Enter to the root directory:

cd /

Configure snapper:

snapper -c root create-config /

The above command should recreate the /.snapshots directory. Once confirmed /.snapshots directory is created, mount the snapshots volume back at the /.snapshots mount point:

mount -a

Find the subvolume id of the newly created snapshots subvolume:

btrfs subvolume list /

Edit snapper config to grant user access in /etc/snapper/configs/root:

ALLOW_USERS="<user>"

Edit the timeline cleanup:

TIMELINE_MIN_AGE="1800"
TIMELINE_LIMIT_HOURLY="5"
TIMELINE_LIMIT_DAILY="7"
TIMELINE_LIMIT_WEEKLY="0"
TIMELINE_LIMIT_MONTHLY="0"
TIMELINE_LIMIT_YEARLY="0"

Enable both timeline and cleanup timers:

systemctl enable --now snapper-timeline.timer
systemctl enable --now snapper-cleanup.timer

Next install additional snapper related packages:

paru -S snapper-gui-git

post-installation

When Arch Linux is installed and working. The next step is install drivers and other packages that are specific to the Tuxedo InfinityBook S14/16 hardware as well as the GNOME Desktop environment.

optional - keyboard

InfinityBook can be configured with different physical keyboards. If laptop is configured with US ISO keyboard, Arch needs to use a different keymap that matches the physical keyboard.

Get a list of supported layout:

ls /usr/share/kbd/keymaps/**/*.map.gz

If keymaps are on the list, examine the layout of the keyboard with the Keyboard layout info website to find out if additional keymap is needed.

For example, the "US International" option from Tuxedo's configurator uses a "US Keymap" with "us-intl" variant.

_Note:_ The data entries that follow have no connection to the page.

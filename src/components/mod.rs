pub mod avatar;
pub mod bottom_nav;
pub mod difficulty_toggle;
pub mod image_uploader;
pub mod recipe_card;
pub mod status_screen;
pub mod toaster;
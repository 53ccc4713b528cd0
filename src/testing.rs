//! Scripted stand-ins for the browser services.

use std::cell::{Cell, RefCell};
use std::collections::{HashMap, VecDeque};
use std::rc::Rc;
use std::time::Duration;

use serde_json::{json, Value};

use crate::config::AppConfig;
use crate::error::ApiError;
use crate::models::UserProfile;
use crate::query_cache::{CacheEvent, QueryCache};
use crate::services::{
    FileLike, Method, Navigator, RequestClient, Scheduler, Services, TaskHandle, Toast, Toaster,
};

/// Ordered record of side effects across all doubles.
#[derive(Clone, Default)]
pub struct EventLog(Rc<RefCell<Vec<String>>>);

impl EventLog {
    pub fn push(&self, entry: impl Into<String>) {
        self.0.borrow_mut().push(entry.into());
    }

    pub fn entries(&self) -> Vec<String> {
        self.0.borrow().clone()
    }
}

#[derive(Debug, Clone)]
pub struct Call {
    pub method: Method,
    pub path: String,
    pub body: Option<Value>,
}

#[derive(Debug, Clone)]
pub struct TestFile {
    name: String,
    size: u64,
}

impl TestFile {
    pub fn new(name: &str, size: u64) -> Self {
        Self {
            name: name.to_string(),
            size,
        }
    }
}

impl FileLike for TestFile {
    fn name(&self) -> String {
        self.name.clone()
    }

    fn size(&self) -> u64 {
        self.size
    }
}

/// Responses are scripted per (method, path). The last scripted response repeats.
#[derive(Default)]
pub struct MockClient {
    routes: RefCell<HashMap<(Method, String), VecDeque<Result<Value, ApiError>>>>,
    calls: RefCell<Vec<Call>>,
    puts: RefCell<Vec<String>>,
    put_error: RefCell<Option<ApiError>>,
    suspend: Cell<bool>,
    log: EventLog,
}

impl MockClient {
    pub fn new() -> Self {
        Self::default()
    }

    fn with_log(log: EventLog) -> Self {
        Self {
            log,
            ..Self::default()
        }
    }

    pub fn respond(&self, method: Method, path: &str, response: Result<Value, ApiError>) {
        self.routes
            .borrow_mut()
            .entry((method, path.to_string()))
            .or_default()
            .push_back(response);
    }

    pub fn fail_puts(&self, err: ApiError) {
        *self.put_error.borrow_mut() = Some(err);
    }

    /// Make every call yield once before resolving, so callers can observe the in-flight window.
    pub fn suspend_calls(&self) {
        self.suspend.set(true);
    }

    pub fn calls(&self) -> Vec<Call> {
        self.calls.borrow().clone()
    }

    pub fn count(&self, method: Method, path: &str) -> usize {
        self.calls
            .borrow()
            .iter()
            .filter(|c| c.method == method && c.path == path)
            .count()
    }

    pub fn puts(&self) -> Vec<String> {
        self.puts.borrow().clone()
    }

    fn next_response(&self, method: Method, path: &str) -> Result<Value, ApiError> {
        let mut routes = self.routes.borrow_mut();
        match routes.get_mut(&(method, path.to_string())) {
            Some(queue) if queue.len() > 1 => queue.pop_front().unwrap_or(Ok(Value::Null)),
            Some(queue) => queue.front().cloned().unwrap_or(Ok(Value::Null)),
            None => Err(ApiError::Network(format!(
                "no response scripted for {} {}",
                method.as_str(),
                path
            ))),
        }
    }
}

impl RequestClient for MockClient {
    type File = TestFile;

    async fn send(
        &self,
        method: Method,
        path: &str,
        body: Option<Value>,
    ) -> Result<Value, ApiError> {
        self.calls.borrow_mut().push(Call {
            method,
            path: path.to_string(),
            body,
        });
        self.log.push(format!("request:{} {}", method.as_str(), path));
        if self.suspend.get() {
            tokio::task::yield_now().await;
        }
        self.next_response(method, path)
    }

    async fn put_file(&self, url: &str, _file: &TestFile) -> Result<(), ApiError> {
        self.puts.borrow_mut().push(url.to_string());
        self.log.push(format!("put:{}", url));
        if self.suspend.get() {
            tokio::task::yield_now().await;
        }
        match self.put_error.borrow().clone() {
            Some(err) => Err(err),
            None => Ok(()),
        }
    }
}

#[derive(Default)]
pub struct RecordingToaster {
    toasts: RefCell<Vec<Toast>>,
    log: EventLog,
}

impl RecordingToaster {
    pub fn toasts(&self) -> Vec<Toast> {
        self.toasts.borrow().clone()
    }

    pub fn titles(&self) -> Vec<String> {
        self.toasts.borrow().iter().map(|t| t.title.clone()).collect()
    }
}

impl Toaster for RecordingToaster {
    fn show(&self, toast: Toast) {
        self.log.push(format!("toast:{}", toast.title));
        self.toasts.borrow_mut().push(toast);
    }
}

#[derive(Debug, Clone, PartialEq, Eq)]
pub enum Nav {
    Navigate(String),
    Redirect(String),
}

#[derive(Default)]
pub struct RecordingNavigator {
    events: RefCell<Vec<Nav>>,
    log: EventLog,
}

impl RecordingNavigator {
    pub fn events(&self) -> Vec<Nav> {
        self.events.borrow().clone()
    }
}

impl Navigator for RecordingNavigator {
    fn navigate(&self, path: &str) {
        self.log.push(format!("navigate:{}", path));
        self.events.borrow_mut().push(Nav::Navigate(path.to_string()));
    }

    fn redirect(&self, url: &str) {
        self.log.push(format!("redirect:{}", url));
        self.events.borrow_mut().push(Nav::Redirect(url.to_string()));
    }
}

struct ScheduledTask {
    delay: Duration,
    task: Option<Box<dyn FnOnce()>>,
    cancelled: Rc<Cell<bool>>,
}

/// Holds scheduled tasks until the test fires them.
#[derive(Default)]
pub struct ManualScheduler {
    tasks: RefCell<Vec<ScheduledTask>>,
}

impl ManualScheduler {
    pub fn delays(&self) -> Vec<Duration> {
        self.tasks.borrow().iter().map(|t| t.delay).collect()
    }

    /// Tasks that are neither cancelled nor fired.
    pub fn pending(&self) -> usize {
        self.tasks
            .borrow()
            .iter()
            .filter(|t| t.task.is_some() && !t.cancelled.get())
            .count()
    }

    /// Fire every pending task, as if all timers elapsed.
    pub fn run_all(&self) {
        let due: Vec<Box<dyn FnOnce()>> = self
            .tasks
            .borrow_mut()
            .iter_mut()
            .filter(|t| !t.cancelled.get())
            .filter_map(|t| t.task.take())
            .collect();
        for task in due {
            task();
        }
    }
}

impl Scheduler for ManualScheduler {
    fn schedule(&self, delay: Duration, task: Box<dyn FnOnce()>) -> TaskHandle {
        let cancelled = Rc::new(Cell::new(false));
        self.tasks.borrow_mut().push(ScheduledTask {
            delay,
            task: Some(task),
            cancelled: Rc::clone(&cancelled),
        });
        TaskHandle::new(move || cancelled.set(true))
    }
}

/// A full set of doubles sharing one event log.
pub struct TestEnv {
    pub client: Rc<MockClient>,
    pub toasts: Rc<RecordingToaster>,
    pub navigator: Rc<RecordingNavigator>,
    pub scheduler: Rc<ManualScheduler>,
    pub cache: QueryCache,
    pub log: EventLog,
}

impl TestEnv {
    pub fn new() -> Self {
        let log = EventLog::default();
        let cache = QueryCache::new();
        let cache_log = log.clone();
        cache.subscribe(move |event| match event {
            CacheEvent::Invalidated(key) => cache_log.push(format!("invalidate:{}", key)),
            CacheEvent::Cleared => cache_log.push("clear"),
        });

        Self {
            client: Rc::new(MockClient::with_log(log.clone())),
            toasts: Rc::new(RecordingToaster {
                log: log.clone(),
                ..RecordingToaster::default()
            }),
            navigator: Rc::new(RecordingNavigator {
                log: log.clone(),
                ..RecordingNavigator::default()
            }),
            scheduler: Rc::new(ManualScheduler::default()),
            cache,
            log,
        }
    }

    pub fn services(&self) -> Services<MockClient> {
        Services {
            client: Rc::clone(&self.client),
            cache: self.cache.clone(),
            toasts: self.toasts.clone(),
            navigator: self.navigator.clone(),
            scheduler: self.scheduler.clone(),
            config: AppConfig::default(),
        }
    }
}

pub fn user(id: &str) -> UserProfile {
    UserProfile {
        id: id.to_string(),
        first_name: "Julia".to_string(),
        last_name: "Child".to_string(),
        email: Some("julia@example.com".to_string()),
        bio: None,
        profile_image_url: None,
        followers_count: Some(12),
        following_count: None,
    }
}

pub fn recipe_json(id: u32, title: &str) -> Value {
    json!({
        "id": id,
        "title": title,
        "description": format!("{} description", title),
        "cookTime": "30 min",
        "servings": "4",
        "imageUrl": null,
        "likesCount": null,
    })
}
use std::time::Duration;

use leptos::prelude::*;

use crate::services::{Toast, ToastVariant, Toaster};

#[derive(Debug, Clone, PartialEq, Eq)]
struct ToastEntry {
    id: u64,
    toast: Toast,
}

/// Visible toasts. Each one dismisses itself after `duration`.
#[derive(Clone, Copy)]
pub struct ToastHub {
    entries: RwSignal<Vec<ToastEntry>>,
    next_id: StoredValue<u64>,
    duration: Duration,
}

impl ToastHub {
    pub fn new(duration: Duration) -> Self {
        Self {
            entries: RwSignal::new(Vec::new()),
            next_id: StoredValue::new(0),
            duration,
        }
    }

    pub fn dismiss(&self, id: u64) {
        self.entries.try_update(|entries| entries.retain(|e| e.id != id));
    }
}

impl Toaster for ToastHub {
    fn show(&self, toast: Toast) {
        let id = self.next_id.get_value();
        self.next_id.set_value(id + 1);
        self.entries.update(|entries| entries.push(ToastEntry { id, toast }));

        let hub = *self;
        set_timeout(move || hub.dismiss(id), self.duration);
    }
}

#[component]
pub fn ToastStack(hub: ToastHub) -> impl IntoView {
    view! {
        <div class="toast-stack" aria-live="polite">
            <For
                each=move || hub.entries.get()
                key=|entry| entry.id
                children=move |entry| {
                    let class = match entry.toast.variant {
                        ToastVariant::Default => "toast",
                        ToastVariant::Destructive => "toast toast-destructive",
                    };
                    let id = entry.id;
                    view! {
                        <div class=class role="status" on:click=move |_| hub.dismiss(id)>
                            <strong class="toast-title">{entry.toast.title}</strong>
                            <p class="toast-description">{entry.toast.description}</p>
                        </div>
                    }
                }
            />
        </div>
    }
}
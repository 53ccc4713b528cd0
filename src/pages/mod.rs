pub mod create_recipe;
pub mod home;
pub mod profile;
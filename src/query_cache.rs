//! Key-addressed cache of server responses.
//!
//! Entries are stored as JSON values so one cache can hold every response type.
//! Invalidation marks entries stale instead of dropping them; the next read through
//! [`fetch_or_cached`] refetches.

use std::cell::RefCell;
use std::collections::HashMap;
use std::fmt;
use std::future::Future;
use std::rc::Rc;

use serde::de::DeserializeOwned;
use serde::Serialize;
use tracing::{debug, warn};

use crate::error::ApiError;

#[derive(Debug, Clone, PartialEq, Eq, Hash)]
pub struct QueryKey(Vec<String>);

impl QueryKey {
    pub fn new<I, S>(parts: I) -> Self
    where
        I: IntoIterator<Item = S>,
        S: Into<String>,
    {
        Self(parts.into_iter().map(Into::into).collect())
    }

    /// `["recipes"]`: the public recipe list.
    pub fn recipes() -> Self {
        Self::new(["recipes"])
    }

    /// `["users", id, "recipes"]`: recipes owned by one user.
    pub fn user_recipes(user_id: &str) -> Self {
        Self::new(["users", user_id, "recipes"])
    }

    /// `["auth", "user"]`: the signed-in user.
    pub fn current_user() -> Self {
        Self::new(["auth", "user"])
    }

    /// True if `prefix` matches the leading segments of this key.
    pub fn starts_with(&self, prefix: &QueryKey) -> bool {
        self.0.len() >= prefix.0.len() && self.0.iter().zip(&prefix.0).all(|(a, b)| a == b)
    }
}

impl fmt::Display for QueryKey {
    fn fmt(&self, f: &mut fmt::Formatter<'_>) -> fmt::Result {
        write!(f, "[{}]", self.0.join(", "))
    }
}

/// What happened to the cache, delivered to subscribers.
#[derive(Debug, Clone, PartialEq, Eq)]
pub enum CacheEvent {
    Invalidated(QueryKey),
    Cleared,
}

#[derive(Debug, Clone, Copy, PartialEq, Eq, Hash)]
pub struct SubscriptionId(u64);

type Listener = Rc<dyn Fn(&CacheEvent)>;

struct CacheEntry {
    value: serde_json::Value,
    stale: bool,
}

#[derive(Default)]
struct CacheInner {
    entries: HashMap<QueryKey, CacheEntry>,
    listeners: Vec<(SubscriptionId, Listener)>,
    next_id: u64,
}

/// Shared handle; clones see the same entries.
#[derive(Clone, Default)]
pub struct QueryCache {
    inner: Rc<RefCell<CacheInner>>,
}

impl QueryCache {
    pub fn new() -> Self {
        Self::default()
    }

    /// Fresh value for `key`, if any. Stale or undecodable entries read as `None`.
    pub fn get<T: DeserializeOwned>(&self, key: &QueryKey) -> Option<T> {
        let inner = self.inner.borrow();
        let entry = inner.entries.get(key).filter(|e| !e.stale)?;
        match serde_json::from_value(entry.value.clone()) {
            Ok(value) => Some(value),
            Err(e) => {
                warn!("Cached value for {} has unexpected shape: {}", key, e);
                None
            }
        }
    }

    #[cfg(test)]
    pub fn is_fresh(&self, key: &QueryKey) -> bool {
        self.inner
            .borrow()
            .entries
            .get(key)
            .is_some_and(|e| !e.stale)
    }

    pub fn set<T: Serialize>(&self, key: QueryKey, value: &T) -> Result<(), serde_json::Error> {
        let value = serde_json::to_value(value)?;
        debug!("Caching {}", key);
        self.inner
            .borrow_mut()
            .entries
            .insert(key, CacheEntry { value, stale: false });
        Ok(())
    }

    /// Mark `prefix` and every key under it stale. Returns how many entries were affected.
    pub fn invalidate(&self, prefix: &QueryKey) -> usize {
        let mut count = 0;
        for (key, entry) in self.inner.borrow_mut().entries.iter_mut() {
            if key.starts_with(prefix) {
                entry.stale = true;
                count += 1;
            }
        }
        debug!("Invalidated {} ({} entries)", prefix, count);
        self.emit(CacheEvent::Invalidated(prefix.clone()));
        count
    }

    /// Drop every entry.
    pub fn clear(&self) {
        self.inner.borrow_mut().entries.clear();
        debug!("Query cache cleared");
        self.emit(CacheEvent::Cleared);
    }

    #[cfg(test)]
    pub fn len(&self) -> usize {
        self.inner.borrow().entries.len()
    }

    #[cfg(test)]
    pub fn is_empty(&self) -> bool {
        self.len() == 0
    }

    pub fn subscribe(&self, listener: impl Fn(&CacheEvent) + 'static) -> SubscriptionId {
        let mut inner = self.inner.borrow_mut();
        let id = SubscriptionId(inner.next_id);
        inner.next_id += 1;
        inner.listeners.push((id, Rc::new(listener)));
        id
    }

    pub fn unsubscribe(&self, id: SubscriptionId) {
        self.inner
            .borrow_mut()
            .listeners
            .retain(|(listener_id, _)| *listener_id != id);
    }

    // Listeners run after the borrow is released so they may touch the cache.
    fn emit(&self, event: CacheEvent) {
        let listeners: Vec<Listener> = self
            .inner
            .borrow()
            .listeners
            .iter()
            .map(|(_, l)| Rc::clone(l))
            .collect();
        for listener in listeners {
            listener(&event);
        }
    }
}

/// Serve `key` from the cache when fresh, otherwise run `fetch` and store its result.
pub async fn fetch_or_cached<T, F, Fut>(cache: &QueryCache, key: QueryKey, fetch: F) -> Result<T, ApiError>
where
    T: Serialize + DeserializeOwned,
    F: FnOnce() -> Fut,
    Fut: Future<Output = Result<T, ApiError>>,
{
    if let Some(hit) = cache.get::<T>(&key) {
        debug!("Cache hit for {}", key);
        return Ok(hit);
    }

    let value = fetch().await?;
    if let Err(e) = cache.set(key.clone(), &value) {
        warn!("Failed to cache {}: {}", key, e);
    }
    Ok(value)
}

#[cfg(test)]
mod tests {
    use super::*;
    use std::cell::Cell;

    #[test]
    fn test_set_and_get() {
        let cache = QueryCache::new();
        cache.set(QueryKey::recipes(), &vec![1, 2, 3]).unwrap();
        assert_eq!(cache.get::<Vec<i32>>(&QueryKey::recipes()), Some(vec![1, 2, 3]));
        assert!(cache.is_fresh(&QueryKey::recipes()));
    }

    #[test]
    fn test_get_missing_key() {
        let cache = QueryCache::new();
        assert_eq!(cache.get::<Vec<i32>>(&QueryKey::recipes()), None);
    }

    #[test]
    fn test_invalidate_is_prefix_based() {
        let cache = QueryCache::new();
        cache.set(QueryKey::user_recipes("1"), &vec!["a"]).unwrap();
        cache.set(QueryKey::user_recipes("2"), &vec!["b"]).unwrap();
        cache.set(QueryKey::recipes(), &vec!["c"]).unwrap();

        let affected = cache.invalidate(&QueryKey::new(["users"]));
        assert_eq!(affected, 2);
        assert!(!cache.is_fresh(&QueryKey::user_recipes("1")));
        assert!(!cache.is_fresh(&QueryKey::user_recipes("2")));
        assert!(cache.is_fresh(&QueryKey::recipes()));
        // Stale entries are kept, only hidden from fresh reads.
        assert_eq!(cache.len(), 3);
    }

    #[test]
    fn test_prefix_does_not_match_longer_segment() {
        let key = QueryKey::new(["recipes-archive"]);
        assert!(!key.starts_with(&QueryKey::recipes()));
        assert!(QueryKey::user_recipes("9").starts_with(&QueryKey::new(["users", "9"])));
    }

    #[test]
    fn test_clear_empties_and_notifies() {
        let cache = QueryCache::new();
        cache.set(QueryKey::recipes(), &1).unwrap();

        let events = Rc::new(RefCell::new(Vec::new()));
        let sink = Rc::clone(&events);
        cache.subscribe(move |e| sink.borrow_mut().push(e.clone()));

        cache.clear();
        assert!(cache.is_empty());
        assert_eq!(*events.borrow(), vec![CacheEvent::Cleared]);
    }

    #[test]
    fn test_unsubscribe_stops_events() {
        let cache = QueryCache::new();
        let hits = Rc::new(Cell::new(0));
        let counter = Rc::clone(&hits);
        let id = cache.subscribe(move |_| counter.set(counter.get() + 1));

        cache.invalidate(&QueryKey::recipes());
        cache.unsubscribe(id);
        cache.invalidate(&QueryKey::recipes());
        assert_eq!(hits.get(), 1);
    }

    #[test]
    fn test_listener_may_reenter_cache() {
        let cache = QueryCache::new();
        let inner = cache.clone();
        cache.subscribe(move |_| {
            let _ = inner.is_fresh(&QueryKey::recipes());
        });
        cache.invalidate(&QueryKey::recipes());
    }

    #[tokio::test]
    async fn test_fetch_or_cached_skips_fetch_when_fresh() {
        let cache = QueryCache::new();
        let calls = Cell::new(0);

        let first: Vec<String> = fetch_or_cached(&cache, QueryKey::recipes(), || async {
            calls.set(calls.get() + 1);
            Ok(vec!["soup".to_string()])
        })
        .await
        .unwrap();
        let second: Vec<String> = fetch_or_cached(&cache, QueryKey::recipes(), || async {
            calls.set(calls.get() + 1);
            Ok(vec![])
        })
        .await
        .unwrap();

        assert_eq!(first, second);
        assert_eq!(calls.get(), 1);
    }

    #[tokio::test]
    async fn test_fetch_or_cached_refetches_after_invalidate() {
        let cache = QueryCache::new();
        cache.set(QueryKey::recipes(), &vec!["old".to_string()]).unwrap();
        cache.invalidate(&QueryKey::recipes());

        let value: Vec<String> = fetch_or_cached(&cache, QueryKey::recipes(), || async {
            Ok(vec!["new".to_string()])
        })
        .await
        .unwrap();
        assert_eq!(value, vec!["new".to_string()]);
        assert!(cache.is_fresh(&QueryKey::recipes()));
    }

    #[tokio::test]
    async fn test_fetch_or_cached_does_not_store_errors() {
        let cache = QueryCache::new();
        let result: Result<Vec<String>, _> = fetch_or_cached(&cache, QueryKey::recipes(), || async {
            Err(ApiError::Network("offline".into()))
        })
        .await;
        assert!(result.is_err());
        assert!(cache.is_empty());
    }
}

Then change the layout to the appropriate one using loadkeys command, for example, setting us keymap for the current login session:

sudo loadkeys us

persisting keymap

Once the correct keymap is found, write its configuration to /etc/vconsole.conf to save the value so that it will not be reset back to default everytime system is rebooted:

KEYMAP=us-acentos

optional - tuxedo control center (tcc)

Tuxedo control center is a GUI application that allows user to change system profiles. TCC relies on the application menu to host its GUI components, meaning the system will need to install the AppIndicator and KStatusNotifierItem Support GNOME extension.

To install:

paru -S tuxedo-control-center-bin

desktop environment

To install GNOME desktop environment:

pacman -S gnome seahorse

Currently there is a bug in gnome-keyring, where it assumes its default keyring is named login, and some distributions such as Arch using a different default keyring name, it has been causing some issues with launching some desktop apps. To mitigate this issue, install seahorse and then make sure to supply a password keyring named as login. As for password, it is convenient to use the same one as current user.

Then select the list packages to install from the prompt.

After installing GNOME, enable its display manager to provide GUI for login sessions:

systemctl enable gdm

complete system installation

Run the following command in order to reboot the system:

exit
umount -R /mnt
reboot

optional - backup

Once confirmed system is fully operational. Create the first cold storage backup for the system. This can be done easily with an GUI application, such as "Déjá Dup Backups".

In terms of choice of cold storage, external SSDs are one of many popular choices.